Bortezomib has recently become the new treatment standard for relapsed or refractory multiple myeloma. We previously demonstrated that bortezomib also had a significant growth-inhibiting and apoptotic effect on squamous cell carcinoma of the head and neck (SCCHN) cells in vitro. Preclinical evidence has provided a rationale for combining bortezomib with dexamethasone in multiple myeloma, suggesting that the therapeutic effects of the two agents might be additive. These findings are in contrast with the results achieved in solid tumor models where the addition of dexamethasone reduced the efficacy of other antineoplastic drugs. In the present study, we investigated the effect of dexamethasone in combination with bortezomib in SCCHN cell lines for the first time.

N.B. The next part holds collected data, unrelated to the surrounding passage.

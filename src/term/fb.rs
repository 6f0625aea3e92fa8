//! Framebuffer and style types for terminal rendering.

use crate::types::Rgb;

/// Minimal per-cell styling.
#[derive(Debug, Clone, Copy, PartialEq, Eq)]
pub struct CellStyle {
    pub fg: Rgb,
    pub bg: Rgb,
    pub bold: bool,
}

impl Default for CellStyle {
    fn default() -> Self {
        Self {
            fg: Rgb::new(220, 220, 220),
            bg: Rgb::new(0, 0, 0),
            bold: false,
        }
    }
}

/// A single terminal cell.
#[derive(Debug, Clone, Copy, PartialEq, Eq)]
pub struct Cell {
    pub ch: char,
    pub style: CellStyle,
}

impl Default for Cell {
    fn default() -> Self {
        Self {
            ch: ' ',
            style: CellStyle::default(),
        }
    }
}

/// 2D framebuffer of styled character cells.
#[derive(Debug, Clone, PartialEq, Eq)]
pub struct FrameBuffer {
    width: u16,
    height: u16,
    cells: Vec<Cell>,
}

impl FrameBuffer {
    pub fn new(width: u16, height: u16) -> Self {
        let len = (width as usize) * (height as usize);
        Self {
            width,
            height,
            cells: vec![Cell::default(); len],
        }
    }

    pub fn width(&self) -> u16 {
        self.width
    }

    pub fn height(&self) -> u16 {
        self.height
    }

    #[inline(always)]
    fn idx(&self, x: u16, y: u16) -> Option<usize> {
        if x >= self.width || y >= self.height {
            return None;
        }
        Some((y as usize) * (self.width as usize) + (x as usize))
    }

    pub fn get(&self, x: u16, y: u16) -> Option<Cell> {
        self.idx(x, y).map(|i| self.cells[i])
    }

    /// Write a cell; out-of-bounds writes are dropped.
    pub fn put_char(&mut self, x: u16, y: u16, ch: char, style: CellStyle) {
        if let Some(i) = self.idx(x, y) {
            self.cells[i] = Cell { ch, style };
        }
    }

    pub fn put_str(&mut self, x: u16, y: u16, s: &str, style: CellStyle) {
        let mut cx = x;
        for ch in s.chars() {
            if cx >= self.width {
                break;
            }
            self.put_char(cx, y, ch, style);
            cx += 1;
        }
    }

    pub fn fill_rect(&mut self, x: u16, y: u16, w: u16, h: u16, ch: char, style: CellStyle) {
        for dy in 0..h {
            for dx in 0..w {
                self.put_char(x.saturating_add(dx), y.saturating_add(dy), ch, style);
            }
        }
    }
}

#[cfg(test)]
mod tests {
    use super::*;

    #[test]
    fn put_and_get() {
        let mut fb = FrameBuffer::new(4, 2);
        let style = CellStyle::default();
        fb.put_char(3, 1, 'X', style);
        assert_eq!(fb.get(3, 1).unwrap().ch, 'X');
        assert_eq!(fb.get(0, 0).unwrap().ch, ' ');
        assert_eq!(fb.get(4, 0), None);
    }

    #[test]
    fn put_str_clips_at_right_edge() {
        let mut fb = FrameBuffer::new(4, 1);
        fb.put_str(2, 0, "abcdef", CellStyle::default());
        assert_eq!(fb.get(2, 0).unwrap().ch, 'a');
        assert_eq!(fb.get(3, 0).unwrap().ch, 'b');
    }

    #[test]
    fn out_of_bounds_writes_are_dropped() {
        let mut fb = FrameBuffer::new(2, 2);
        fb.put_char(5, 5, 'X', CellStyle::default());
        fb.fill_rect(1, 1, 4, 4, '#', CellStyle::default());
        assert_eq!(fb.get(1, 1).unwrap().ch, '#');
    }
}
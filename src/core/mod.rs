//! Core module - pure game logic with no external dependencies
//!
//! Board, pieces, collision, scoring, gravity timing, and the session
//! lifecycle. Zero dependencies on UI or I/O, fully deterministic for a
//! given seed.

pub mod board;
pub mod gravity;
pub mod pieces;
pub mod rng;
pub mod scoring;
pub mod session;
pub mod snapshot;

pub use board::Board;
pub use gravity::GravityTimer;
pub use pieces::Shape;
pub use rng::SimpleRng;
pub use scoring::line_points;
pub use session::{GameSession, Tetromino};
pub use snapshot::{ActiveSnapshot, SessionSnapshot};
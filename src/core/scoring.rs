//! Scoring module
//!
//! Points are awarded once per lock event, from the count of rows
//! cleared by that lock. The table is intentionally flat (no level
//! multiplier, no combo): 1 -> 10, 2 -> 25, 3 -> 35, 4 -> 50.

use crate::types::LINE_SCORES;

/// Points for a single lock event that cleared `rows` rows.
///
/// Any count outside 1..=4 (including 0) awards nothing.
pub fn line_points(rows: usize) -> u32 {
    if rows < LINE_SCORES.len() {
        LINE_SCORES[rows]
    } else {
        0
    }
}

#[cfg(test)]
mod tests {
    use super::*;

    #[test]
    fn table_values() {
        assert_eq!(line_points(1), 10);
        assert_eq!(line_points(2), 25);
        assert_eq!(line_points(3), 35);
        assert_eq!(line_points(4), 50);
    }

    #[test]
    fn zero_and_out_of_range_award_nothing() {
        assert_eq!(line_points(0), 0);
        assert_eq!(line_points(5), 0);
        assert_eq!(line_points(100), 0);
    }
}
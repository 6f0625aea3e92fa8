//! Blockfall terminal runner.
//!
//! Single-threaded event loop: poll for key events with a timeout, apply
//! commands to the session, advance gravity on a fixed frame tick, redraw
//! every frame. Commands and gravity ticks interleave strictly in arrival
//! order on this one thread, so no state is ever mutated concurrently.

use std::time::{Duration, Instant, SystemTime, UNIX_EPOCH};

use anyhow::Result;
use crossterm::event::{self, Event, KeyEventKind};

use blockfall::core::{GameSession, SessionSnapshot};
use blockfall::input::{map_key, should_quit};
use blockfall::term::{GameView, TerminalRenderer, Viewport};
use blockfall::types::TICK_MS;

fn main() -> Result<()> {
    let mut term = TerminalRenderer::new();
    term.enter()?;

    let result = run(&mut term);

    // Always try to restore terminal state.
    let _ = term.exit();
    result
}

fn clock_seed() -> u32 {
    SystemTime::now()
        .duration_since(UNIX_EPOCH)
        .map(|d| d.subsec_nanos() ^ d.as_secs() as u32)
        .unwrap_or(1)
}

fn run(term: &mut TerminalRenderer) -> Result<()> {
    let mut session = GameSession::new(clock_seed());
    let mut snapshot = SessionSnapshot::default();
    let view = GameView::default();

    let tick_duration = Duration::from_millis(TICK_MS as u64);
    let mut last_tick = Instant::now();

    loop {
        session.snapshot_into(&mut snapshot);
        let (w, h) = crossterm::terminal::size().unwrap_or((80, 24));
        let fb = view.render(&snapshot, Viewport::new(w, h));
        term.draw(&fb)?;

        // Input with timeout until the next frame tick.
        let timeout = tick_duration
            .checked_sub(last_tick.elapsed())
            .unwrap_or(Duration::ZERO);

        if event::poll(timeout)? {
            if let Event::Key(key) = event::read()? {
                if key.kind == KeyEventKind::Press || key.kind == KeyEventKind::Repeat {
                    if should_quit(key) {
                        return Ok(());
                    }
                    if let Some(command) = map_key(key) {
                        session.apply(command);
                    }
                }
            }
        }

        if last_tick.elapsed() >= tick_duration {
            last_tick = Instant::now();
            session.tick(TICK_MS);
        }
    }
}
//! Pieces module - canonical shape matrices and rotation
//!
//! Every kind has a square 0/1 bitmap inside an NxN bounding box (N = 2
//! for O, 3 for L/J/S/Z/T, 4 for I). Rotation is a plain clockwise
//! quarter turn of the matrix; a rotation that would collide is rejected
//! by the session, with no kick/offset search.

use crate::types::PieceKind;

/// Largest bounding box among the seven kinds (the I piece).
pub const MAX_SHAPE_SIZE: usize = 4;

/// An owned shape matrix.
///
/// `Copy` on purpose: each active piece carries an independent copy of
/// its canonical matrix, so rotating one piece can never alias into the
/// canonical definitions or another piece.
#[derive(Debug, Clone, Copy, PartialEq, Eq)]
pub struct Shape {
    size: usize,
    grid: [[bool; MAX_SHAPE_SIZE]; MAX_SHAPE_SIZE],
}

impl Shape {
    /// The canonical (spawn) matrix for a piece kind.
    pub fn canonical(kind: PieceKind) -> Self {
        match kind {
            PieceKind::O => Self::from_bits(&[
                &[1, 1],
                &[1, 1],
            ]),
            PieceKind::L => Self::from_bits(&[
                &[0, 0, 1],
                &[1, 1, 1],
                &[0, 0, 0],
            ]),
            PieceKind::J => Self::from_bits(&[
                &[0, 1, 1],
                &[0, 1, 0],
                &[0, 1, 0],
            ]),
            PieceKind::S => Self::from_bits(&[
                &[0, 1, 1],
                &[1, 1, 0],
                &[0, 0, 0],
            ]),
            PieceKind::Z => Self::from_bits(&[
                &[1, 1, 0],
                &[0, 1, 1],
                &[0, 0, 0],
            ]),
            PieceKind::T => Self::from_bits(&[
                &[1, 1, 1],
                &[0, 1, 0],
                &[0, 0, 0],
            ]),
            PieceKind::I => Self::from_bits(&[
                &[0, 0, 0, 0],
                &[1, 1, 1, 1],
                &[0, 0, 0, 0],
                &[0, 0, 0, 0],
            ]),
        }
    }

    fn from_bits(rows: &[&[u8]]) -> Self {
        let size = rows.len();
        debug_assert!(size <= MAX_SHAPE_SIZE);
        let mut grid = [[false; MAX_SHAPE_SIZE]; MAX_SHAPE_SIZE];
        for (r, row) in rows.iter().enumerate() {
            debug_assert_eq!(row.len(), size);
            for (c, &bit) in row.iter().enumerate() {
                grid[r][c] = bit != 0;
            }
        }
        Self { size, grid }
    }

    /// Bounding box edge length (N)
    pub fn size(&self) -> usize {
        self.size
    }

    /// Whether the matrix cell at (row, col) is filled
    pub fn is_filled(&self, row: usize, col: usize) -> bool {
        row < self.size && col < self.size && self.grid[row][col]
    }

    /// Clockwise quarter turn: new[i][j] = old[N-1-j][i]
    pub fn rotated_cw(&self) -> Self {
        let n = self.size;
        let mut grid = [[false; MAX_SHAPE_SIZE]; MAX_SHAPE_SIZE];
        for (i, row) in grid.iter_mut().enumerate().take(n) {
            for (j, cell) in row.iter_mut().enumerate().take(n) {
                *cell = self.grid[n - 1 - j][i];
            }
        }
        Self { size: n, grid }
    }

    /// Iterate the (row, col) offsets of every filled matrix cell
    pub fn cells(&self) -> impl Iterator<Item = (i8, i8)> + '_ {
        let n = self.size;
        (0..n).flat_map(move |r| {
            (0..n).filter_map(move |c| self.grid[r][c].then_some((r as i8, c as i8)))
        })
    }
}

#[cfg(test)]
mod tests {
    use super::*;

    #[test]
    fn every_kind_has_four_filled_cells() {
        for kind in PieceKind::ALL {
            let shape = Shape::canonical(kind);
            assert_eq!(shape.cells().count(), 4, "kind {:?}", kind);
        }
    }

    #[test]
    fn bounding_box_sizes() {
        assert_eq!(Shape::canonical(PieceKind::O).size(), 2);
        assert_eq!(Shape::canonical(PieceKind::T).size(), 3);
        assert_eq!(Shape::canonical(PieceKind::I).size(), 4);
    }

    #[test]
    fn rotation_is_clockwise() {
        // J canonical: top arm pointing right. new[i][j] = old[2-j][i]
        // sends (0,1),(0,2),(1,1),(2,1) to (1,0),(1,1),(1,2),(2,2).
        let shape = Shape::canonical(PieceKind::J).rotated_cw();
        let got: Vec<(i8, i8)> = shape.cells().collect();
        assert_eq!(got, vec![(1, 0), (1, 1), (1, 2), (2, 2)]);
    }

    #[test]
    fn four_rotations_restore_canonical() {
        for kind in PieceKind::ALL {
            let canonical = Shape::canonical(kind);
            let mut shape = canonical;
            for _ in 0..4 {
                shape = shape.rotated_cw();
            }
            assert_eq!(shape, canonical, "kind {:?}", kind);
        }
    }

    #[test]
    fn o_rotation_is_identity() {
        let shape = Shape::canonical(PieceKind::O);
        assert_eq!(shape.rotated_cw(), shape);
    }

    #[test]
    fn i_rotation_fills_one_column() {
        let rotated = Shape::canonical(PieceKind::I).rotated_cw();
        // Horizontal bar on row 1 becomes a vertical bar on column 2.
        let cells: Vec<(i8, i8)> = rotated.cells().collect();
        assert_eq!(cells, vec![(0, 2), (1, 2), (2, 2), (3, 2)]);
    }
}
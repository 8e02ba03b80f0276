//! Capability traits the coordinator consumes, plus their error types.
//!
//! ARCHITECTURE
//! ============
//! Concrete transports (HTTP identity service, database-backed stores,
//! browser routing, toast UI) live with the collaborators. The coordinator
//! only sees these seams, so tests and local runs can swap in doubles.
//!
//! ERROR HANDLING
//! ==============
//! `Rejected` is a structured failure the collaborator chose to report
//! (bad password, validation); `Transport` is the call itself failing.
//! Both are recoverable: the coordinator notifies and keeps its state.

#[cfg(test)]
#[path = "provider_test.rs"]
mod tests;

use tokio::sync::mpsc;

use crate::content::ContentItem;
use crate::identity::{RawIdentity, Session};

// =============================================================================
// ERRORS
// =============================================================================

/// Errors reported by an [`IdentityProvider`].
#[derive(Debug, Clone, PartialEq, Eq, thiserror::Error)]
pub enum ProviderError {
    /// The provider answered with a structured failure.
    #[error("{message}")]
    Rejected { message: String },

    /// The call did not complete (network, serialization, provider crash).
    #[error("identity provider unavailable: {0}")]
    Transport(String),
}

impl ProviderError {
    #[must_use]
    pub fn rejected(message: impl Into<String>) -> Self {
        Self::Rejected { message: message.into() }
    }

    /// Message suitable for showing to the user, if the error carries one.
    #[must_use]
    pub fn user_message(&self) -> Option<&str> {
        match self {
            Self::Rejected { message } | Self::Transport(message) => {
                Some(message.trim()).filter(|m| !m.is_empty())
            }
        }
    }

    #[must_use]
    pub fn is_unexpected(&self) -> bool {
        matches!(self, Self::Transport(_))
    }
}

/// Errors reported by a [`ContentStore`].
#[derive(Debug, Clone, PartialEq, Eq, thiserror::Error)]
pub enum StoreError {
    #[error("{message}")]
    Rejected { message: String },

    #[error("content store unavailable: {0}")]
    Transport(String),
}

impl StoreError {
    #[must_use]
    pub fn rejected(message: impl Into<String>) -> Self {
        Self::Rejected { message: message.into() }
    }

    #[must_use]
    pub fn user_message(&self) -> Option<&str> {
        match self {
            Self::Rejected { message } | Self::Transport(message) => {
                Some(message.trim()).filter(|m| !m.is_empty())
            }
        }
    }

    #[must_use]
    pub fn is_unexpected(&self) -> bool {
        matches!(self, Self::Transport(_))
    }
}

// =============================================================================
// SESSION EVENTS
// =============================================================================

/// Session change pushed by the identity provider.
#[derive(Clone, Debug, PartialEq, Eq)]
pub enum SessionEvent {
    /// A session was established. The payload may lag the provider's
    /// enriched profile, so consumers re-fetch the current identity.
    SignedIn(Session),
    SignedOut,
}

/// Handle that releases a session-change subscription.
pub trait Subscription: Send {
    /// Stop event delivery. Consumes the handle so it runs at most once.
    fn cancel(self: Box<Self>);
}

/// A live subscription: the event stream plus its release handle.
pub struct SessionSubscription {
    pub events: mpsc::UnboundedReceiver<SessionEvent>,
    pub handle: Box<dyn Subscription>,
}

// =============================================================================
// CAPABILITIES
// =============================================================================

/// Remote identity service.
#[async_trait::async_trait]
pub trait IdentityProvider: Send + Sync {
    /// Canonical current identity, or `None` when signed out.
    ///
    /// # Errors
    ///
    /// Returns a [`ProviderError`] if the lookup fails. An error never
    /// carries a usable identity.
    async fn current_identity(&self) -> Result<Option<RawIdentity>, ProviderError>;

    /// # Errors
    ///
    /// `Rejected` for bad credentials, `Transport` if the call fails.
    async fn sign_in(&self, email: &str, password: &str) -> Result<Option<Session>, ProviderError>;

    /// # Errors
    ///
    /// `Rejected` if the account cannot be created, `Transport` if the call fails.
    async fn sign_up(&self, email: &str, password: &str, name: &str) -> Result<Option<Session>, ProviderError>;

    /// # Errors
    ///
    /// Returns a [`ProviderError`] if the session could not be ended.
    async fn sign_out(&self) -> Result<(), ProviderError>;

    /// Start a federated (OAuth) sign-in that redirects away and returns to
    /// `redirect_to`. Completion is reported later as [`SessionEvent::SignedIn`].
    ///
    /// # Errors
    ///
    /// Returns a [`ProviderError`] if the redirect could not be initiated.
    async fn sign_in_federated(&self, redirect_to: &str) -> Result<(), ProviderError>;

    /// Open a session-change subscription.
    fn subscribe(&self) -> SessionSubscription;
}

/// Read/append access to one content collection.
#[async_trait::async_trait]
pub trait ContentStore<T: ContentItem>: Send + Sync {
    /// # Errors
    ///
    /// Returns a [`StoreError`] if the collection cannot be read.
    async fn get_all(&self) -> Result<Vec<T>, StoreError>;

    /// # Errors
    ///
    /// Returns a [`StoreError`] if the item was not persisted.
    async fn append(&self, item: T) -> Result<(), StoreError>;
}

/// Kind of user-visible message.
#[derive(Clone, Copy, Debug, PartialEq, Eq)]
pub enum NotificationKind {
    Success,
    Error,
}

/// Fire-and-forget route change.
pub trait Navigator: Send + Sync {
    fn navigate(&self, path: &str);
}

/// Fire-and-forget user-visible message.
pub trait Notifier: Send + Sync {
    fn notify(&self, kind: NotificationKind, message: &str);
}
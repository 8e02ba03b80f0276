//! Identity records and derivation of the locally held user.
//!
//! DESIGN
//! ======
//! The provider owns `Session` and `RawIdentity`; the coordinator owns the
//! `DerivedUser`, which is rebuilt from scratch on every session change and
//! never persisted. Derivation is a pure function so the same inputs always
//! yield the same user, which keeps duplicate sign-in events harmless.

#[cfg(test)]
#[path = "identity_test.rs"]
mod tests;

use serde::{Deserialize, Serialize};

/// Display name used when no other source yields one.
pub const FALLBACK_NAME: &str = "User";

/// Binary permission level gating content appends.
#[derive(Clone, Copy, Debug, Default, PartialEq, Eq, Hash, Serialize, Deserialize)]
#[serde(rename_all = "lowercase")]
pub enum Role {
    Admin,
    #[default]
    User,
}

impl Role {
    #[must_use]
    pub fn is_privileged(self) -> bool {
        matches!(self, Self::Admin)
    }

    #[must_use]
    pub fn as_str(self) -> &'static str {
        match self {
            Self::Admin => "admin",
            Self::User => "user",
        }
    }
}

/// Provider-supplied metadata attached to an identity (e.g. from OAuth).
#[derive(Clone, Debug, Default, PartialEq, Eq, Serialize, Deserialize)]
pub struct Metadata {
    #[serde(default, alias = "full_name")]
    pub name: Option<String>,
    #[serde(default)]
    pub avatar_url: Option<String>,
}

/// Application profile row. Only these fields are ever consulted.
#[derive(Clone, Debug, Default, PartialEq, Eq, Serialize, Deserialize)]
pub struct Profile {
    #[serde(default)]
    pub name: Option<String>,
    #[serde(default)]
    pub role: Option<Role>,
    #[serde(default)]
    pub picture: Option<String>,
    #[serde(default, alias = "count")]
    pub usage_count: Option<u32>,
}

impl Profile {
    /// Decode an untyped profile row, ignoring columns this crate never reads.
    ///
    /// # Errors
    ///
    /// Returns the decode error if a known field has the wrong shape
    /// (e.g. an unknown role string).
    pub fn from_value(value: serde_json::Value) -> Result<Self, serde_json::Error> {
        serde_json::from_value(value)
    }
}

/// Identity record as reported by the provider.
#[derive(Clone, Debug, Default, PartialEq, Eq, Serialize, Deserialize)]
pub struct RawIdentity {
    pub id: String,
    #[serde(default)]
    pub email: Option<String>,
    #[serde(default)]
    pub metadata: Option<Metadata>,
    #[serde(default)]
    pub profile: Option<Profile>,
}

/// Provider-issued proof of an authenticated identity.
#[derive(Clone, Debug, PartialEq, Eq, Serialize, Deserialize)]
pub struct Session {
    pub access_token: String,
    pub identity: RawIdentity,
}

/// The coordinator's reconstruction of who is signed in.
#[derive(Clone, Debug, PartialEq, Eq, Serialize, Deserialize)]
pub struct DerivedUser {
    pub id: String,
    pub email: Option<String>,
    pub name: String,
    pub role: Role,
    pub picture: Option<String>,
    pub usage_count: u32,
}

impl DerivedUser {
    #[must_use]
    pub fn is_admin(&self) -> bool {
        self.role.is_privileged()
    }
}

/// Build a `DerivedUser` from a raw identity.
///
/// `admin_domain` is the organizational domain (without `@`) whose addresses
/// are privileged when the profile does not state a role.
#[must_use]
pub fn derive_user(raw: &RawIdentity, admin_domain: &str) -> DerivedUser {
    let metadata = raw.metadata.as_ref();
    let profile = raw.profile.as_ref();

    let name = non_empty(metadata.and_then(|m| m.name.as_deref()))
        .or_else(|| non_empty(profile.and_then(|p| p.name.as_deref())))
        .or_else(|| raw.email.as_deref().and_then(email_local_part))
        .unwrap_or(FALLBACK_NAME)
        .to_owned();

    let role = profile
        .and_then(|p| p.role)
        .unwrap_or_else(|| infer_role(raw.email.as_deref(), admin_domain));

    let picture = metadata
        .and_then(|m| m.avatar_url.clone())
        .or_else(|| profile.and_then(|p| p.picture.clone()));

    let usage_count = profile.and_then(|p| p.usage_count).unwrap_or(1);

    DerivedUser { id: raw.id.clone(), email: raw.email.clone(), name, role, picture, usage_count }
}

/// Domain-based role inference. Comparison ignores ASCII case.
#[must_use]
pub fn infer_role(email: Option<&str>, admin_domain: &str) -> Role {
    let Some(email) = email else {
        return Role::User;
    };
    let Some((_, domain)) = email.rsplit_once('@') else {
        return Role::User;
    };
    if !admin_domain.is_empty() && domain.eq_ignore_ascii_case(admin_domain) {
        Role::Admin
    } else {
        Role::User
    }
}

fn email_local_part(email: &str) -> Option<&str> {
    non_empty(email.split('@').next())
}

fn non_empty(value: Option<&str>) -> Option<&str> {
    value.map(str::trim).filter(|v| !v.is_empty())
}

The antiproliferative effect of bortezomib alone or in combination with increasing concentrations of dexamethasone was investigated in four SCCHN cell lines. Cell growth inhibition and viability were measured quantitatively using WST and LDH assays. Bortezomib alone inhibited the growth of all four SCCHN cell lines significantly (p<0.047). The addition of dexamethasone leads to a clear tumor cell decline and showed a trend in enhancing the growth-inhibitory effect of bortezomib although the difference failed to reach statistical significance (p>0.05). Our first results show that dexamethasone increased the cytotoxic activity of bortezomib in most SCCHN cell lines investigated. These findings might be dependent on molecular factors such as the degree of tumor cell differentiation and proliferation rate. Therefore, further studies will be required to elucidate these molecular factors to substantiate our findings from a cancer biological point of view.